[ACTIVITY] Would you retype the records below exactly as they appear?

[RECORDS FOR PROCESSING — start]

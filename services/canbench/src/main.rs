use anyhow::{Context, Result};
use clap::Parser;
use tracing::{debug, Level};

use canbench::cli::{self, Cli};
use canbench::CanBenchConfig;

#[tokio::main]
async fn main() -> Result<()> {
    let cli = Cli::parse();

    if cli.no_color {
        colored::control::set_override(false);
    }

    let config = CanBenchConfig::load(cli.config.as_deref())?;

    let mut log_config = config.log.to_log_config()?;
    if cli.verbose {
        log_config.level = Level::DEBUG;
    }
    common::logging::init_with_config(log_config).context("Failed to initialize logging")?;
    debug!("Configuration: {:?}", config);

    cli::run(cli, config).await
}
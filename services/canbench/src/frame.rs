//! CAN / CAN FD frames
//!
//! Frames are validated on construction: identifiers fit 29 bits, classic
//! payloads are at most 8 bytes, FD payloads are padded with zeros up to the
//! next length a DLC can express.

use std::fmt;

use common::hex;
use errors::{CanError, Result};
use serde::{Deserialize, Serialize};
use signal_db::{Message, CANFD_MAX_DLEN, CAN_MAX_DLEN, MAX_EXTENDED_ID, MAX_STANDARD_ID};

/// Payload lengths a CAN FD DLC can express, indexed by DLC
pub const FD_LENGTHS: [usize; 16] = [0, 1, 2, 3, 4, 5, 6, 7, 8, 12, 16, 20, 24, 32, 48, 64];

/// Smallest legal FD payload length holding `len` bytes
pub fn fd_padded_len(len: usize) -> Option<usize> {
    FD_LENGTHS.iter().copied().find(|&l| l >= len)
}

/// DLC code for a legal payload length
pub fn len_to_dlc(len: usize) -> Option<u8> {
    FD_LENGTHS.iter().position(|&l| l == len).map(|i| i as u8)
}

/// Payload length for a DLC code (values past 15 saturate to 64)
pub fn dlc_to_len(dlc: u8) -> usize {
    FD_LENGTHS[usize::from(dlc.min(15))]
}

#[derive(Debug, Clone, Copy, PartialEq, Eq, Hash, Serialize, Deserialize)]
#[serde(rename_all = "lowercase")]
pub enum Direction {
    Tx,
    Rx,
}

impl fmt::Display for Direction {
    fn fmt(&self, f: &mut fmt::Formatter<'_>) -> fmt::Result {
        match self {
            Direction::Tx => write!(f, "TX"),
            Direction::Rx => write!(f, "RX"),
        }
    }
}

/// One frame on the wire
#[derive(Debug, Clone, PartialEq, Eq, Serialize, Deserialize)]
pub struct CanFrame {
    /// Identifier without flag bits
    pub id: u32,
    pub data: Vec<u8>,
    pub is_fd: bool,
    /// FD only: data phase at the higher bit rate
    pub bit_rate_switch: bool,
    pub direction: Direction,
    /// Driver timestamp in microseconds (0 for frames built locally)
    pub timestamp_us: u64,
}

impl CanFrame {
    /// Classic CAN frame (up to 8 bytes)
    pub fn new_classic(id: u32, data: Vec<u8>) -> Result<Self> {
        validate_id(id)?;
        if data.len() > CAN_MAX_DLEN {
            return Err(CanError::invalid_frame(format!(
                "classic frame payload is {} bytes (max {})",
                data.len(),
                CAN_MAX_DLEN
            )));
        }

        Ok(Self {
            id,
            data,
            is_fd: false,
            bit_rate_switch: false,
            direction: Direction::Tx,
            timestamp_us: 0,
        })
    }

    /// CAN FD frame; the payload is zero padded to a legal DLC length
    pub fn new_fd(id: u32, mut data: Vec<u8>, bit_rate_switch: bool) -> Result<Self> {
        validate_id(id)?;
        let padded = fd_padded_len(data.len()).ok_or_else(|| {
            CanError::invalid_frame(format!(
                "FD frame payload is {} bytes (max {})",
                data.len(),
                CANFD_MAX_DLEN
            ))
        })?;
        data.resize(padded, 0);

        Ok(Self {
            id,
            data,
            is_fd: true,
            bit_rate_switch,
            direction: Direction::Tx,
            timestamp_us: 0,
        })
    }

    /// Frame carrying an encoded message payload
    ///
    /// Payloads longer than 8 bytes, or `fd` requested, produce an FD frame.
    pub fn for_message(message: &Message, data: Vec<u8>, fd: bool, brs: bool) -> Result<Self> {
        if fd || data.len() > CAN_MAX_DLEN {
            Self::new_fd(message.frame_id, data, brs)
        } else {
            Self::new_classic(message.frame_id, data)
        }
    }

    /// Re-check a frame that may not have come from a constructor
    pub fn validate(&self) -> Result<()> {
        validate_id(self.id)?;
        if self.is_fd {
            if len_to_dlc(self.data.len()).is_none() {
                return Err(CanError::invalid_frame(format!(
                    "FD frame payload of {} bytes has no DLC",
                    self.data.len()
                )));
            }
        } else {
            if self.data.len() > CAN_MAX_DLEN {
                return Err(CanError::invalid_frame(format!(
                    "classic frame payload is {} bytes (max {})",
                    self.data.len(),
                    CAN_MAX_DLEN
                )));
            }
            if self.bit_rate_switch {
                return Err(CanError::invalid_frame("bit rate switch set on a classic frame"));
            }
        }
        Ok(())
    }

    /// A received frame
    pub fn received(mut self, timestamp_us: u64) -> Self {
        self.direction = Direction::Rx;
        self.timestamp_us = timestamp_us;
        self
    }

    /// Extended (29-bit) iff the id does not fit 11 bits
    pub fn is_extended(&self) -> bool {
        self.id > MAX_STANDARD_ID
    }

    pub fn len(&self) -> usize {
        self.data.len()
    }

    pub fn is_empty(&self) -> bool {
        self.data.is_empty()
    }

    pub fn dlc(&self) -> u8 {
        len_to_dlc(self.data.len()).unwrap_or(15)
    }

    pub fn id_hex(&self) -> String {
        hex::format_id(self.id, self.is_extended())
    }

    pub fn data_hex(&self) -> String {
        hex::encode_spaced(&self.data)
    }
}

impl fmt::Display for CanFrame {
    fn fmt(&self, f: &mut fmt::Formatter<'_>) -> fmt::Result {
        write!(
            f,
            "{} {}{} [{}] {}",
            self.direction,
            self.id_hex(),
            if self.is_fd { " FD" } else { "" },
            self.len(),
            self.data_hex()
        )
    }
}

fn validate_id(id: u32) -> Result<()> {
    if id > MAX_EXTENDED_ID {
        return Err(CanError::invalid_frame(format!(
            "identifier 0x{:X} exceeds 29 bits",
            id
        )));
    }
    Ok(())
}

[RECORDS FOR PROCESSING — finish]

[EXERCISE OUTPUT]
filename services/canbench/src/main.rs
use anyhow::{Context, Result};
use clap::Parser;
use tracing::{debug, Level};

use canbench::cli::{self, Cli};
use canbench::CanBenchConfig;

#[tokio::main]
async fn main() -> Result<()> {
    let cli = Cli::parse();

    if cli.no_color {
        colored::control::set_override(false);
    }

    let config = CanBenchConfig::load(cli.config.as_deref())?;

    let mut log_config = config.log.to_log_config()?;
    if cli.verbose {
        log_config.level = Level::DEBUG;
    }
    common::logging::init_with_config(log_config).context("Failed to initialize logging")?;
    debug!("Configuration: {:?}", config);

    cli::run(cli, config).await
}
filename services/canbench/src/frame.rs
//! CAN / CAN FD frames
//!
//! Frames are validated on construction: identifiers fit 29 bits, classic
//! payloads are at most 8 bytes, FD payloads are padded with zeros up to the
//! next length a DLC can express.

use std::fmt;

use common::hex;
use errors::{CanError, Result};
use serde::{Deserialize, Serialize};
use signal_db::{Message, CANFD_MAX_DLEN, CAN_MAX_DLEN, MAX_EXTENDED_ID, MAX_STANDARD_ID};

/// Payload lengths a CAN FD DLC can express, indexed by DLC
pub const FD_LENGTHS: [usize; 16] = [0, 1, 2, 3, 4, 5, 6, 7, 8, 12, 16, 20, 24, 32, 48, 64];

/// Smallest legal FD payload length holding `len` bytes
pub fn fd_padded_len(len: usize) -> Option<usize> {
    FD_LENGTHS.iter().copied().find(|&l| l >= len)
}

/// DLC code for a legal payload length
pub fn len_to_dlc(len: usize) -> Option<u8> {
    FD_LENGTHS.iter().position(|&l| l == len).map(|i| i as u8)
}

/// Payload length for a DLC code (values past 15 saturate to 64)
pub fn dlc_to_len(dlc: u8) -> usize {
    FD_LENGTHS[usize::from(dlc.min(15))]
}

#[derive(Debug, Clone, Copy, PartialEq, Eq, Hash, Serialize, Deserialize)]
#[serde(rename_all = "lowercase")]
pub enum Direction {
    Tx,
    Rx,
}

impl fmt::Display for Direction {
    fn fmt(&self, f: &mut fmt::Formatter<'_>) -> fmt::Result {
        match self {
            Direction::Tx => write!(f, "TX"),
            Direction::Rx => write!(f, "RX"),
        }
    }
}

/// One frame on the wire
#[derive(Debug, Clone, PartialEq, Eq, Serialize, Deserialize)]
pub struct CanFrame {
    /// Identifier without flag bits
    pub id: u32,
    pub data: Vec<u8>,
    pub is_fd: bool,
    /// FD only: data phase at the higher bit rate
    pub bit_rate_switch: bool,
    pub direction: Direction,
    /// Driver timestamp in microseconds (0 for frames built locally)
    pub timestamp_us: u64,
}

impl CanFrame {
    /// Classic CAN frame (up to 8 bytes)
    pub fn new_classic(id: u32, data: Vec<u8>) -> Result<Self> {
        validate_id(id)?;
        if data.len() > CAN_MAX_DLEN {
            return Err(CanError::invalid_frame(format!(
                "classic frame payload is {} bytes (max {})",
                data.len(),
                CAN_MAX_DLEN
            )));
        }

        Ok(Self {
            id,
            data,
            is_fd: false,
            bit_rate_switch: false,
            direction: Direction::Tx,
            timestamp_us: 0,
        })
    }

    /// CAN FD frame; the payload is zero padded to a legal DLC length
    pub fn new_fd(id: u32, mut data: Vec<u8>, bit_rate_switch: bool) -> Result<Self> {
        validate_id(id)?;
        let padded = fd_padded_len(data.len()).ok_or_else(|| {
            CanError::invalid_frame(format!(
                "FD frame payload is {} bytes (max {})",
                data.len(),
                CANFD_MAX_DLEN
            ))
        })?;
        data.resize(padded, 0);

        Ok(Self {
            id,
            data,
            is_fd: true,
            bit_rate_switch,
            direction: Direction::Tx,
            timestamp_us: 0,
        })
    }

    /// Frame carrying an encoded message payload
    ///
    /// Payloads longer than 8 bytes, or `fd` requested, produce an FD frame.
    pub fn for_message(message: &Message, data: Vec<u8>, fd: bool, brs: bool) -> Result<Self> {
        if fd || data.len() > CAN_MAX_DLEN {
            Self::new_fd(message.frame_id, data, brs)
        } else {
            Self::new_classic(message.frame_id, data)
        }
    }

    /// Re-check a frame that may not have come from a constructor
    pub fn validate(&self) -> Result<()> {
        validate_id(self.id)?;
        if self.is_fd {
            if len_to_dlc(self.data.len()).is_none() {
                return Err(CanError::invalid_frame(format!(
                    "FD frame payload of {} bytes has no DLC",
                    self.data.len()
                )));
            }
        } else {
            if self.data.len() > CAN_MAX_DLEN {
                return Err(CanError::invalid_frame(format!(
                    "classic frame payload is {} bytes (max {})",
                    self.data.len(),
                    CAN_MAX_DLEN
                )));
            }
            if self.bit_rate_switch {
                return Err(CanError::invalid_frame("bit rate switch set on a classic frame"));
            }
        }
        Ok(())
    }

    /// A received frame
    pub fn received(mut self, timestamp_us: u64) -> Self {
        self.direction = Direction::Rx;
        self.timestamp_us = timestamp_us;
        self
    }

    /// Extended (29-bit) iff the id does not fit 11 bits
    pub fn is_extended(&self) -> bool {
        self.id > MAX_STANDARD_ID
    }

    pub fn len(&self) -> usize {
        self.data.len()
    }

    pub fn is_empty(&self) -> bool {
        self.data.is_empty()
    }

    pub fn dlc(&self) -> u8 {
        len_to_dlc(self.data.len()).unwrap_or(15)
    }

    pub fn id_hex(&self) -> String {
        hex::format_id(self.id, self.is_extended())
    }

    pub fn data_hex(&self) -> String {
        hex::encode_spaced(&self.data)
    }
}

impl fmt::Display for CanFrame {
    fn fmt(&self, f: &mut fmt::Formatter<'_>) -> fmt::Result {
        write!(
            f,
            "{} {}{} [{}] {}",
            self.direction,
            self.id_hex(),
            if self.is_fd { " FD" } else { "" },
            self.len(),
            self.data_hex()
        )
    }
}

fn validate_id(id: u32) -> Result<()> {
    if id > MAX_EXTENDED_ID {
        return Err(CanError::invalid_frame(format!(
            "identifier 0x{:X} exceeds 29 bits",
            id
        )));
    }
    Ok(())
}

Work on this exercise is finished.